Lyon, le 20 mars 2010 - Préparatifs

@
Première page oblige, pourquoi avoir nommé ce blog  TEXTES  ET  TOILES ?

Parce que les textes et les toiles entretiennent de nombreuses relations et parce que… j’apprécie les jeux de mots.
Il y a une relation « générative » entre les mots « texte » et « tissu ». Littéralement. Le mot « texte » français a été tiré du mot « tissu » en latin. Comme un enfant de sa mère…
Comment dit-on « tissu » en latin ? Textus !
Et que signifie le mot latin textus ? Tissé, entrelacé, tressé, formé par assemblage de parties, en tant que participe passé ; et en tant que nom : enlacement, tissu, contexture, trame, entrelacement, contexture (de style), enchaînement, structure (d'un récit), liaison (des idées). Et aussi : suite, récit, exposé - texte, contenu, teneur.

La relation qui noue le tissu et le texte est au cœur de ma création : j’écris des textes-tissus et je crée des toiles-textes.

Le texte et la toile ont un autre un point commun - parmi encore de très nombreux - celui de l’entrelacs. La logique de l’entrelacs – dessus/dessous - est à la base de la notion de tissu et de texte. Les fils d’une toile tiennent du simple fait de l’entrecroisement des fils de chaîne et des fils de trame. Un texte est construit de la même façon : au lieu des fils, des phrases, des pensées et des histoires… La trame des récits se noue en d’infinis entrelacements d’intrigues sur la chaîne des images, métaphores, pensées…

A cela s’ajoute mon goût pour la couleur et la lumière, de sorte que mes toiles-textes racontent des histoires sans mots mais avec des… motifs. Tout de formes, de textures et de couleurs…
Mes toiles content des histoires puisées dans les nombreux textes de littérature et de philosophie qui ont élus domicile en moi. Lorsqu'ils me visitent, ils se re-forment et je les dépose sur des toiles en tissu qui, telle des pages blanches, se prêtent à l’écriture. Les motifs qui me viennent aux doigts sont alors autant de filets d’encre, rendant visibles les fils d’idée, relations et voies au travail dans les profondeurs. Ainsi se manifestent les lettres et les cartes réfléchissant ma rencontre - et mes relations - avec les anciens et l’inspiration du jour…

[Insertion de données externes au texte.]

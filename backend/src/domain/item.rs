//! Item listing data model.
//!
//! An [`Item`] is a classifieds listing keyed by a client-generated
//! [`ItemId`]. Inbound adapters collect raw, possibly incomplete values into
//! an [`ItemDraft`]; validation turns the draft into [`ItemChanges`] for an
//! update or a [`NewItem`] ready for insertion.

use std::fmt;

use chrono::{DateTime, Utc};
use serde::{Deserialize, Serialize};
use utoipa::ToSchema;

/// Fields every create and update payload must carry with a non-empty value.
pub const MANDATORY_FIELDS: [&str; 5] = ["title", "location", "userId", "userName", "phoneNumber"];

/// Validation errors returned when building items from raw input.
#[derive(Debug, Clone, PartialEq, Eq)]
pub enum ItemValidationError {
    EmptyId,
    /// Lists the wire names of the absent or empty fields, in payload order.
    MissingFields { fields: Vec<&'static str> },
}

impl fmt::Display for ItemValidationError {
    fn fmt(&self, f: &mut fmt::Formatter<'_>) -> fmt::Result {
        match self {
            Self::EmptyId => write!(f, "item id must not be empty"),
            Self::MissingFields { fields } => {
                write!(f, "mandatory fields are missing: {}", fields.join(", "))
            }
        }
    }
}

impl std::error::Error for ItemValidationError {}

/// Client-generated item identifier.
///
/// Any non-empty string is accepted; clients conventionally send UUIDs.
#[derive(Debug, Clone, PartialEq, Eq, Hash, Serialize, Deserialize)]
#[serde(try_from = "String", into = "String")]
pub struct ItemId(String);

impl ItemId {
    /// Validate and construct an [`ItemId`].
    ///
    /// # Examples
    /// ```
    /// use listings_backend::domain::ItemId;
    ///
    /// let id = ItemId::new("a1").expect("valid id");
    /// assert_eq!(id.as_ref(), "a1");
    /// assert!(ItemId::new("").is_err());
    /// ```
    pub fn new(id: impl Into<String>) -> Result<Self, ItemValidationError> {
        let id = id.into();
        if id.is_empty() {
            return Err(ItemValidationError::EmptyId);
        }
        Ok(Self(id))
    }
}

impl AsRef<str> for ItemId {
    fn as_ref(&self) -> &str {
        self.0.as_str()
    }
}

impl fmt::Display for ItemId {
    fn fmt(&self, f: &mut fmt::Formatter<'_>) -> fmt::Result {
        f.write_str(self.as_ref())
    }
}

impl From<ItemId> for String {
    fn from(value: ItemId) -> Self {
        value.0
    }
}

impl TryFrom<String> for ItemId {
    type Error = ItemValidationError;

    fn try_from(value: String) -> Result<Self, Self::Error> {
        Self::new(value)
    }
}

/// Raw item values as received from a client, before validation.
///
/// `None` marks a value the client left out or sent as a falsy scalar.
#[derive(Debug, Clone, Default, PartialEq, Eq)]
pub struct ItemDraft {
    pub title: Option<String>,
    pub description: Option<String>,
    pub location: Option<String>,
    pub city: Option<String>,
    pub phone_number: Option<String>,
    pub user_name: Option<String>,
    pub user_id: Option<String>,
}

impl ItemDraft {
    /// Check the mandatory fields and produce validated [`ItemChanges`].
    ///
    /// A field counts as missing when it is absent or empty. Whitespace is
    /// a value. `description` and `city` are optional.
    ///
    /// # Examples
    /// ```
    /// use listings_backend::domain::{ItemDraft, ItemValidationError};
    ///
    /// let draft = ItemDraft {
    ///     title: Some("Lamp".into()),
    ///     ..ItemDraft::default()
    /// };
    /// let err = draft.validate().expect_err("incomplete draft");
    /// assert_eq!(
    ///     err,
    ///     ItemValidationError::MissingFields {
    ///         fields: vec!["location", "userId", "userName", "phoneNumber"],
    ///     }
    /// );
    /// ```
    pub fn validate(self) -> Result<ItemChanges, ItemValidationError> {
        let mut missing = Vec::new();
        let title = require(self.title, "title", &mut missing);
        let location = require(self.location, "location", &mut missing);
        let user_id = require(self.user_id, "userId", &mut missing);
        let user_name = require(self.user_name, "userName", &mut missing);
        let phone_number = require(self.phone_number, "phoneNumber", &mut missing);

        if !missing.is_empty() {
            return Err(ItemValidationError::MissingFields { fields: missing });
        }

        Ok(ItemChanges {
            title,
            description: self.description,
            location,
            city: self.city,
            phone_number,
            user_name,
            user_id,
        })
    }
}

fn require(value: Option<String>, field: &'static str, missing: &mut Vec<&'static str>) -> String {
    match value {
        Some(value) if !value.is_empty() => value,
        _ => {
            missing.push(field);
            String::new()
        }
    }
}

/// Validated values from a create or update payload.
///
/// Mandatory fields are always present. Optional fields stay `None` when the
/// client omitted them, so an update leaves the stored value alone. Serialises
/// camelCase without the omitted fields, ready for a `$set`.
#[derive(Debug, Clone, PartialEq, Eq, Serialize)]
#[serde(rename_all = "camelCase")]
pub struct ItemChanges {
    pub title: String,
    #[serde(skip_serializing_if = "Option::is_none")]
    pub description: Option<String>,
    pub location: String,
    #[serde(skip_serializing_if = "Option::is_none")]
    pub city: Option<String>,
    pub phone_number: String,
    pub user_name: String,
    pub user_id: String,
}

impl ItemChanges {
    /// Complete listing fields, with omitted optional values left empty.
    pub fn into_fields(self) -> ItemFields {
        ItemFields {
            title: self.title,
            description: self.description.unwrap_or_default(),
            location: self.location,
            city: self.city.unwrap_or_default(),
            phone_number: self.phone_number,
            user_name: self.user_name,
            user_id: self.user_id,
        }
    }

    /// Overwrite `fields` with the values carried by this change set.
    ///
    /// # Examples
    /// ```
    /// use listings_backend::domain::{ItemDraft, ItemFields};
    ///
    /// let mut stored = ItemFields {
    ///     title: "Lamp".into(),
    ///     description: "Brass".into(),
    ///     location: "Main St".into(),
    ///     city: "Springfield".into(),
    ///     phone_number: "555".into(),
    ///     user_name: "Bob".into(),
    ///     user_id: "u1".into(),
    /// };
    /// let changes = ItemDraft {
    ///     title: Some("Chair".into()),
    ///     location: Some("Main St".into()),
    ///     phone_number: Some("555".into()),
    ///     user_name: Some("Bob".into()),
    ///     user_id: Some("u1".into()),
    ///     ..ItemDraft::default()
    /// }
    /// .validate()
    /// .expect("valid draft");
    /// changes.apply_to(&mut stored);
    /// assert_eq!(stored.title, "Chair");
    /// assert_eq!(stored.description, "Brass");
    /// ```
    pub fn apply_to(&self, fields: &mut ItemFields) {
        fields.title.clone_from(&self.title);
        if let Some(description) = &self.description {
            fields.description.clone_from(description);
        }
        fields.location.clone_from(&self.location);
        if let Some(city) = &self.city {
            fields.city.clone_from(city);
        }
        fields.phone_number.clone_from(&self.phone_number);
        fields.user_name.clone_from(&self.user_name);
        fields.user_id.clone_from(&self.user_id);
    }
}

/// Validated, replaceable listing fields.
///
/// ## Invariants
/// - `title`, `location`, `phone_number`, `user_name` and `user_id` are
///   non-empty.
#[derive(Debug, Clone, PartialEq, Eq, Serialize, Deserialize, ToSchema)]
#[serde(rename_all = "camelCase")]
pub struct ItemFields {
    #[schema(example = "Lamp")]
    pub title: String,
    #[schema(example = "Brass desk lamp, works fine")]
    pub description: String,
    #[schema(example = "Main St")]
    pub location: String,
    #[schema(example = "Springfield")]
    pub city: String,
    #[schema(example = "555-0100")]
    pub phone_number: String,
    #[schema(example = "Bob")]
    pub user_name: String,
    #[schema(example = "u1")]
    pub user_id: String,
}

/// Validated item awaiting insertion; the store stamps the date.
#[derive(Debug, Clone, PartialEq, Eq)]
pub struct NewItem {
    pub id: ItemId,
    pub fields: ItemFields,
}

impl NewItem {
    /// Validate a create payload: the id and all mandatory fields.
    ///
    /// A missing or empty id is reported alongside the other missing
    /// fields under the wire name `id`.
    pub fn try_from_parts(
        id: Option<String>,
        draft: ItemDraft,
    ) -> Result<Self, ItemValidationError> {
        let id = id.map(ItemId::new).and_then(Result::ok);
        match (id, draft.validate().map(ItemChanges::into_fields)) {
            (Some(id), Ok(fields)) => Ok(Self { id, fields }),
            (None, Ok(_)) => Err(ItemValidationError::MissingFields { fields: vec!["id"] }),
            (Some(_), Err(err)) => Err(err),
            (None, Err(ItemValidationError::MissingFields { fields })) => {
                let mut all = vec!["id"];
                all.extend(fields);
                Err(ItemValidationError::MissingFields { fields: all })
            }
            (None, Err(err)) => Err(err),
        }
    }

    /// Attach the insertion timestamp.
    pub fn into_item(self, date: DateTime<Utc>) -> Item {
        Item {
            id: self.id,
            fields: self.fields,
            date,
        }
    }
}

/// Stored item listing.
///
/// Serialises flat, for example:
/// `{"id":"a1","title":"Lamp",...,"date":"2024-05-01T12:00:00Z"}`.
#[derive(Debug, Clone, PartialEq, Eq, Serialize, Deserialize, ToSchema)]
#[serde(rename_all = "camelCase")]
pub struct Item {
    #[schema(value_type = String, example = "3fa85f64-5717-4562-b3fc-2c963f66afa6")]
    pub id: ItemId,
    #[serde(flatten)]
    pub fields: ItemFields,
    /// Moment the item was inserted.
    pub date: DateTime<Utc>,
}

Mes textes relèvent du même mouvement : ils sont l’autre versant de mon œuvre plastique. Car, bien que dérobées, le monde aussi a ses lettres et ses cartes. J’éprouve plaisir à les lire… Leur écriture est mystérieuse, d’autant plus que, fractionnée, elle est disséminée au secret de chacun d’entre nous. Ecrire me permet de mettre en lumière, autant que faire se peut, les fragments dont je suis dépositaire. Et de les partager…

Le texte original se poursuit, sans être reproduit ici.